• Chapitre 14

    -Tu connais la suite.

    Noré s'était assise et, pendant tout ce discours, elle avait jeté des regards à Titian comme pour chercher une confirmation de ce qu'on lui racontait. Durant l'épisode de la fumée, le pirate s'était mis à trembler, les bras croisés sur la poitrine. Elle se demanda combien de cicatrices ses manches longues et son pantalon entrait dans ses bottes pouvaient cacher. La jeune fille ne savait pas quoi dire et le silence s'éternisa. Sa mère lui avait toujours dit que son père avait un travail important et qu'il viendrait les rejoindre. Mais elle avait fini par croire qu'il était mort et que sa mère n'osait pas le lui annoncer. Finalement, il était là, la regardant avec des yeux émerveillés, un sourire béat aux lèvres et elle ne savait pas quoi faire.
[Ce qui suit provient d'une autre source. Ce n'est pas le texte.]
//! Token-bucket rate limiter shared by all outbound observability calls
//! (spec §4.1 "Rate-limit discipline").
//!
//! Grounded on `route_quality`-adjacent `RateLimiter` shape: a fixed
//! window counter generalized here to a refilling token bucket so bursts
//! within a minute smooth out rather than reset sharply at the boundary.

use parking_lot::Mutex;
use std::time::{Duration, Instant};
use tokio::time::sleep;

pub struct TokenBucket {
    capacity: f64,
    tokens: Mutex<f64>,
    refill_per_sec: f64,
    last_refill: Mutex<Instant>,
}

impl TokenBucket {
    /// `requests_per_minute` tokens refill continuously over 60s.
    pub fn new(requests_per_minute: u32) -> Self {
        let capacity = requests_per_minute.max(1) as f64;
        Self {
            capacity,
            tokens: Mutex::new(capacity),
            refill_per_sec: capacity / 60.0,
            last_refill: Mutex::new(Instant::now()),
        }
    }

    fn refill(&self) {
        let mut last = self.last_refill.lock();
        let elapsed = last.elapsed().as_secs_f64();
        if elapsed <= 0.0 {
            return;
        }
        let mut tokens = self.tokens.lock();
        *tokens = (*tokens + elapsed * self.refill_per_sec).min(self.capacity);
        *last = Instant::now();
    }

    /// Blocks (cooperatively) until a token is available, then consumes one.
    pub async fn acquire(&self) {
        loop {
            self.refill();
            {
                let mut tokens = self.tokens.lock();
                if *tokens >= 1.0 {
                    *tokens -= 1.0;
                    return;
                }
            }
            let wait = Duration::from_secs_f64((1.0 / self.refill_per_sec).max(0.01));
            sleep(wait).await;
        }
    }
}

#[cfg(test)]
mod tests {
    use super::*;

    #[tokio::test]
    async fn acquire_does_not_exceed_capacity_instantly() {
        let bucket = TokenBucket::new(60);
        for _ in 0..60 {
            bucket.acquire().await;
        }
        // The 61st acquire must wait (refill rate 1/sec) rather than proceed instantly.
        let start = Instant::now();
        bucket.acquire().await;
        assert!(start.elapsed() >= Duration::from_millis(500));
    }
}
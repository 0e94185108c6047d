//! Deterministic templated prompt variant generation (spec §4.6 step 2).
//!
//! No external LLM call is required; each strategy is a pure function of
//! the context bundle, so the same bundle always yields the same
//! variants (spec §9: "deterministic fallback implementation").

use chrono::Utc;
use uuid::Uuid;

use crate::models::{GenerationStrategy, Pattern, PromptVariant, Spectrum};

/// Everything C6's `analyzing` stage assembles before generation: the
/// currently deployed baseline text plus mined success/failure patterns
/// for this (model, spectrum).
pub struct ContextBundle {
    pub spectrum: Spectrum,
    pub baseline_text: String,
    pub success_patterns: Vec<Pattern>,
    pub failure_patterns: Vec<Pattern>,
}

/// Produces up to `max_variants` candidates, one per distinct strategy
/// from the closed set, in a fixed strategy order so output is stable
/// across runs given the same bundle.
pub fn generate_variants(bundle: &ContextBundle, max_variants: usize, parent_id: &str) -> Vec<PromptVariant> {
    GenerationStrategy::ALL
        .into_iter()
        .take(max_variants.min(GenerationStrategy::ALL.len()))
        .map(|strategy| {
            let text = apply_strategy(strategy, bundle);
            PromptVariant {
                id: Uuid::new_v4().to_string(),
                parent_id: Some(parent_id.to_string()),
                spectrum: bundle.spectrum,
                text,
                generation_strategy: strategy,
                created_at: Utc::now(),
            }
        })
        .collect()
}

fn apply_strategy(strategy: GenerationStrategy, bundle: &ContextBundle) -> String {
    match strategy {
        GenerationStrategy::PatternMerge => pattern_merge(bundle),
        GenerationStrategy::Clarity => clarity(bundle),
        GenerationStrategy::Structure => structure(bundle),
        GenerationStrategy::Examples => examples(bundle),
        GenerationStrategy::MetaLearned => meta_learned(bundle),
    }
}

fn top_fingerprints(patterns: &[Pattern], n: usize) -> Vec<String> {
    let mut sorted = patterns.to_vec();
    sorted.sort_by(|a, b| b.confidence.partial_cmp(&a.confidence).unwrap_or(std::cmp::Ordering::Equal));
    sorted.into_iter().take(n).map(|p| p.feature_fingerprint[..8.min(p.feature_fingerprint.len())].to_string()).collect()
}

fn pattern_merge(bundle: &ContextBundle) -> String {
    let successes = top_fingerprints(&bundle.success_patterns, 3);
    let failures = top_fingerprints(&bundle.failure_patterns, 3);
    let mut out = bundle.baseline_text.clone();
    out.push_str("\n\nReinforce the behaviors associated with prior high-confidence successes");
    if !successes.is_empty() {
        out.push_str(&format!(" (patterns {}).", successes.join(", ")));
    } else {
        out.push('.');
    }
    out.push_str(" Avoid the behaviors correlated with prior failures");
    if !failures.is_empty() {
        out.push_str(&format!(" (patterns {}).", failures.join(", ")));
    } else {
        out.push('.');
    }
    out
}

fn clarity(bundle: &ContextBundle) -> String {
    format!(
        "{}\n\nBe explicit and unambiguous. State the answer first, then the supporting reasoning. \
         Avoid hedging language; if information is missing, say so directly rather than guessing.",
        bundle.baseline_text
    )
}

fn structure(bundle: &ContextBundle) -> String {
    format!(
        "{}\n\nStructure every response with clearly labeled sections appropriate to the {} spectrum, \
         in a fixed order, so downstream consumers can parse it reliably.",
        bundle.baseline_text,
        bundle.spectrum.as_str()
    )
}

fn examples(bundle: &ContextBundle) -> String {
    let n_success = bundle.success_patterns.len();
    let n_failure = bundle.failure_patterns.len();
    format!(
        "{}\n\nThis configuration has been refined against {} confirmed successful interactions and \
         {} confirmed failures for this spectrum; match the structure and tone of the former, and \
         explicitly avoid the failure modes of the latter.",
        bundle.baseline_text, n_success, n_failure
    )
}

fn meta_learned(bundle: &ContextBundle) -> String {
    let avg_confidence = if bundle.success_patterns.is_empty() {
        0.0
    } else {
        bundle.success_patterns.iter().map(|p| p.confidence).sum::<f64>() / bundle.success_patterns.len() as f64
    };
    format!(
        "{}\n\nWeight instructions proportionally to historical confidence (current average confidence \
         across known successful patterns: {:.2}); prioritize the highest-confidence guidance when \
         instructions could conflict.",
        bundle.baseline_text, avg_confidence
    )
}

#[cfg(test)]
mod tests {
    use super::*;
    use chrono::Utc as ChronoUtc;

    fn pattern(confidence: f64, fp: &str) -> Pattern {
        Pattern {
            id: "p".into(),
            feature_fingerprint: fp.into(),
            label: crate::models::PatternLabel::Success,
            spectrum: Spectrum::CreditAnalysis,
            confidence,
            support: 5,
            successes: 4,
            last_used: ChronoUtc::now(),
            features: vec![1.0, 2.0],
        }
    }

    fn bundle() -> ContextBundle {
        ContextBundle {
            spectrum: Spectrum::CreditAnalysis,
            baseline_text: "You are a credit analysis assistant.".into(),
            success_patterns: vec![pattern(0.9, "aaaaaaaaaaaa"), pattern(0.7, "bbbbbbbbbbbb")],
            failure_patterns: vec![pattern(0.3, "cccccccccccc")],
        }
    }

    #[test]
    fn generates_one_variant_per_strategy_up_to_max() {
        let b = bundle();
        let variants = generate_variants(&b, 4, "parent-1");
        assert_eq!(variants.len(), 4);
        let strategies: std::collections::HashSet<_> = variants.iter().map(|v| v.generation_strategy).collect();
        assert_eq!(strategies.len(), 4);
    }

    #[test]
    fn generation_is_deterministic() {
        let b = bundle();
        let a = generate_variants(&b, 3, "parent-1");
        let c = generate_variants(&b, 3, "parent-1");
        for (x, y) in a.iter().zip(c.iter()) {
            assert_eq!(x.text, y.text);
        }
    }

    #[test]
    fn caps_at_available_strategy_count() {
        let b = bundle();
        let variants = generate_variants(&b, 100, "parent-1");
        assert_eq!(variants.len(), GenerationStrategy::ALL.len());
    }
}
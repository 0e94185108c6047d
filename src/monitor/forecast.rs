//! Exponentially-weighted linear extrapolation forecasting (spec §4.3).
//!
//! Grounded on `route_quality/baseline.rs`'s `maybe_recalculate` gating
//! (recompute only every `recalculate_interval`) and on the EW smoothing
//! idiom from `other_examples/07f0c8e5_..._predictive-quality-src-lib.rs.rs`'s
//! forecaster module, adapted to a closed-form level/trend update instead
//! of a learned model.

use chrono::{DateTime, Utc};

/// A projected mean with an approximate confidence half-width, computed
/// from the EW residual variance (SPEC_FULL supplement: forecast
/// confidence band).
#[derive(Debug, Clone, Copy)]
pub struct Forecast {
    pub projected_mean: f64,
    pub confidence_half_width: f64,
}

/// Per-(model, spectrum) exponentially-weighted level/trend/interval
/// estimator. Cheap to update per sample; the monitor decides separately
/// when to actually act on a fresh projection (every F samples or every
/// T_forecast interval, spec §4.3).
pub struct ForecastEngine {
    alpha: f64,
    level: Option<f64>,
    trend: f64,
    avg_interval_secs: f64,
    residual_variance: f64,
    last_at: Option<DateTime<Utc>>,
    samples_since_forecast: usize,
    last_forecast_at: Option<DateTime<Utc>>,
}

impl ForecastEngine {
    pub fn new(alpha: f64) -> Self {
        Self {
            alpha: alpha.clamp(0.01, 0.99),
            level: None,
            trend: 0.0,
            avg_interval_secs: 0.0,
            residual_variance: 0.0,
            last_at: None,
            samples_since_forecast: 0,
            last_forecast_at: None,
        }
    }

    pub fn update(&mut self, value: f64, at: DateTime<Utc>) {
        let predicted = self.level.unwrap_or(value);
        let residual = value - predicted;
        self.residual_variance = self.alpha * residual.powi(2) + (1.0 - self.alpha) * self.residual_variance;

        match self.level {
            None => {
                self.level = Some(value);
                self.trend = 0.0;
            }
            Some(prev_level) => {
                let new_level = self.alpha * value + (1.0 - self.alpha) * (prev_level + self.trend);
                let diff = new_level - prev_level;
                self.trend = self.alpha * diff + (1.0 - self.alpha) * self.trend;
                self.level = Some(new_level);
            }
        }

        if let Some(last) = self.last_at {
            let interval = (at - last).num_milliseconds() as f64 / 1000.0;
            if interval > 0.0 {
                self.avg_interval_secs = if self.avg_interval_secs == 0.0 {
                    interval
                } else {
                    self.alpha * interval + (1.0 - self.alpha) * self.avg_interval_secs
                };
            }
        }
        self.last_at = Some(at);
        self.samples_since_forecast += 1;
    }

    /// Whether a fresh forecast should be computed now, per the dual
    /// sample-count / wall-clock gating in spec §4.3.
    pub fn due(&self, now: DateTime<Utc>, every_n_samples: usize, interval: std::time::Duration) -> bool {
        if self.samples_since_forecast >= every_n_samples.max(1) {
            return true;
        }
        match self.last_forecast_at {
            None => true,
            Some(last) => {
                let elapsed = (now - last).num_milliseconds() as f64 / 1000.0;
                elapsed >= interval.as_secs_f64()
            }
        }
    }

    /// Projects the level/trend `horizon` forward and resets the gating
    /// counters. Returns `None` if no data has been observed yet.
    pub fn forecast(&mut self, now: DateTime<Utc>, horizon: std::time::Duration) -> Option<Forecast> {
        let level = self.level?;
        self.samples_since_forecast = 0;
        self.last_forecast_at = Some(now);

        if self.avg_interval_secs <= 0.0 {
            return Some(Forecast {
                projected_mean: level.clamp(0.0, 1.0),
                confidence_half_width: self.residual_variance.sqrt(),
            });
        }

        let horizon_samples = horizon.as_secs_f64() / self.avg_interval_secs;
        let projected = level + self.trend * horizon_samples;
        let half_width = self.residual_variance.sqrt() * (1.0 + horizon_samples.sqrt() * 0.1);

        Some(Forecast {
            projected_mean: projected.clamp(0.0, 1.0),
            confidence_half_width: half_width,
        })
    }
}

#[cfg(test)]
mod tests {
    use super::*;
    use chrono::TimeZone;

    fn t(secs: i64) -> DateTime<Utc> {
        Utc.timestamp_opt(1_700_000_000 + secs, 0).unwrap()
    }

    #[test]
    fn no_forecast_before_any_data() {
        let mut e = ForecastEngine::new(0.3);
        assert!(e.forecast(t(0), std::time::Duration::from_secs(3600)).is_none());
    }

    #[test]
    fn tracks_downtrend_and_projects_below_current_mean() {
        let mut e = ForecastEngine::new(0.3);
        let mut day = 0;
        for v in [0.96, 0.955, 0.95, 0.945, 0.94, 0.935, 0.93, 0.925, 0.92, 0.915] {
            e.update(v, t(day * 86_400));
            day += 1;
        }
        let f = e.forecast(t(day * 86_400), std::time::Duration::from_secs(7 * 86_400)).unwrap();
        assert!(f.projected_mean < 0.915);
    }

    #[test]
    fn flat_series_projects_near_current_level() {
        let mut e = ForecastEngine::new(0.3);
        for i in 0..10 {
            e.update(0.95, t(i * 3600));
        }
        let f = e.forecast(t(36_000), std::time::Duration::from_secs(3600)).unwrap();
        assert!((f.projected_mean - 0.95).abs() < 0.01);
    }

    #[test]
    fn due_triggers_on_sample_count() {
        let mut e = ForecastEngine::new(0.3);
        for i in 0..20 {
            e.update(0.95, t(i));
        }
        assert!(e.due(t(20), 20, std::time::Duration::from_secs(900)));
    }

    #[test]
    fn due_triggers_on_interval_even_with_few_samples() {
        let mut e = ForecastEngine::new(0.3);
        e.update(0.95, t(0));
        assert!(e.due(t(1000), 20, std::time::Duration::from_secs(900)));
    }
}
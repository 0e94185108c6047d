//! Rolling window of QualityScores per (model, spectrum), with O(W)
//! mean/variance/slope recomputation (spec §3, §4.3).
//!
//! Grounded on `route_quality/baseline.rs`'s `BaselineCalculator`: a
//! time-pruned `VecDeque` of samples plus a cached set of derived
//! statistics, recalculated on demand rather than incrementally.

use std::collections::VecDeque;
use std::time::Duration;

use chrono::{DateTime, Utc};
use serde::Serialize;

#[derive(Debug, Clone, Copy)]
struct Sample {
    value: f64,
    at: DateTime<Utc>,
}

/// Derived statistics over a window's current contents.
#[derive(Debug, Clone, Copy, Default, Serialize)]
pub struct WindowStats {
    pub count: usize,
    pub mean: f64,
    pub variance: f64,
    pub stdev: f64,
    /// OLS slope of score over sample index (not wall-clock time).
    pub slope: f64,
}

/// Bounded ordered sequence of scores for one (model, spectrum) pair.
/// Capacity `W` and time horizon `H` both apply; eviction is oldest-first
/// (spec §3 invariant).
pub struct RollingWindow {
    capacity: usize,
    horizon: Duration,
    samples: VecDeque<Sample>,
}

impl RollingWindow {
    pub fn new(capacity: usize, horizon: Duration) -> Self {
        Self {
            capacity: capacity.max(1),
            horizon,
            samples: VecDeque::with_capacity(capacity),
        }
    }

    /// Appends a score observed at `at`. Traces must arrive in
    /// trace-timestamp order (the scorer is responsible for reordering
    /// within its bounded window before calling this).
    pub fn push(&mut self, value: f64, at: DateTime<Utc>) {
        self.samples.push_back(Sample { value, at });
        self.evict(at);
    }

    fn evict(&mut self, now: DateTime<Utc>) {
        while self.samples.len() > self.capacity {
            self.samples.pop_front();
        }
        if let Ok(horizon) = chrono::Duration::from_std(self.horizon) {
            let cutoff = now - horizon;
            while let Some(front) = self.samples.front() {
                if front.at < cutoff {
                    self.samples.pop_front();
                } else {
                    break;
                }
            }
        }
    }

    pub fn len(&self) -> usize {
        self.samples.len()
    }

    pub fn is_empty(&self) -> bool {
        self.samples.is_empty()
    }

    /// Read-only snapshot of retained values, oldest first (spec §5:
    /// "external readers go through a read-only snapshot accessor").
    pub fn snapshot(&self) -> Vec<f64> {
        self.samples.iter().map(|s| s.value).collect()
    }

    pub fn stats(&self) -> WindowStats {
        let n = self.samples.len();
        if n == 0 {
            return WindowStats::default();
        }
        let values: Vec<f64> = self.samples.iter().map(|s| s.value).collect();
        let mean = values.iter().sum::<f64>() / n as f64;

        let variance = if n < 2 {
            0.0
        } else {
            values.iter().map(|v| (v - mean).powi(2)).sum::<f64>() / (n - 1) as f64
        };

        WindowStats {
            count: n,
            mean,
            variance,
            stdev: variance.sqrt(),
            slope: ols_slope(&values),
        }
    }
}

/// Ordinary least squares slope of `values` against their index 0..n.
fn ols_slope(values: &[f64]) -> f64 {
    let n = values.len();
    if n < 2 {
        return 0.0;
    }
    let n_f = n as f64;
    let x_mean = (n_f - 1.0) / 2.0;
    let y_mean = values.iter().sum::<f64>() / n_f;

    let mut num = 0.0;
    let mut den = 0.0;
    for (i, &y) in values.iter().enumerate() {
        let x = i as f64;
        num += (x - x_mean) * (y - y_mean);
        den += (x - x_mean).powi(2);
    }
    if den.abs() < 1e-12 {
        0.0
    } else {
        num / den
    }
}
    -Arrête de la fixer, tu fais peur.

    -Vraiment ? Désolé.

    Noré fut soulagée de l'intervention de Titian, mais elle n'était pas plus avancée sur ce qu'elle était censée dire. Finalement, comme le silence se prolongeait, Lyan sembla sortir d'un songe et, s'exclama soudain :

    -Oh, oui ! Je vais prévenir la résistance et essayait de voir ce que compte faire l'empereur. Il faut aussi que je trouve un moyen de vous faire revenir chez moi sans attirer l'attention. Toi, tu ne bouges pas.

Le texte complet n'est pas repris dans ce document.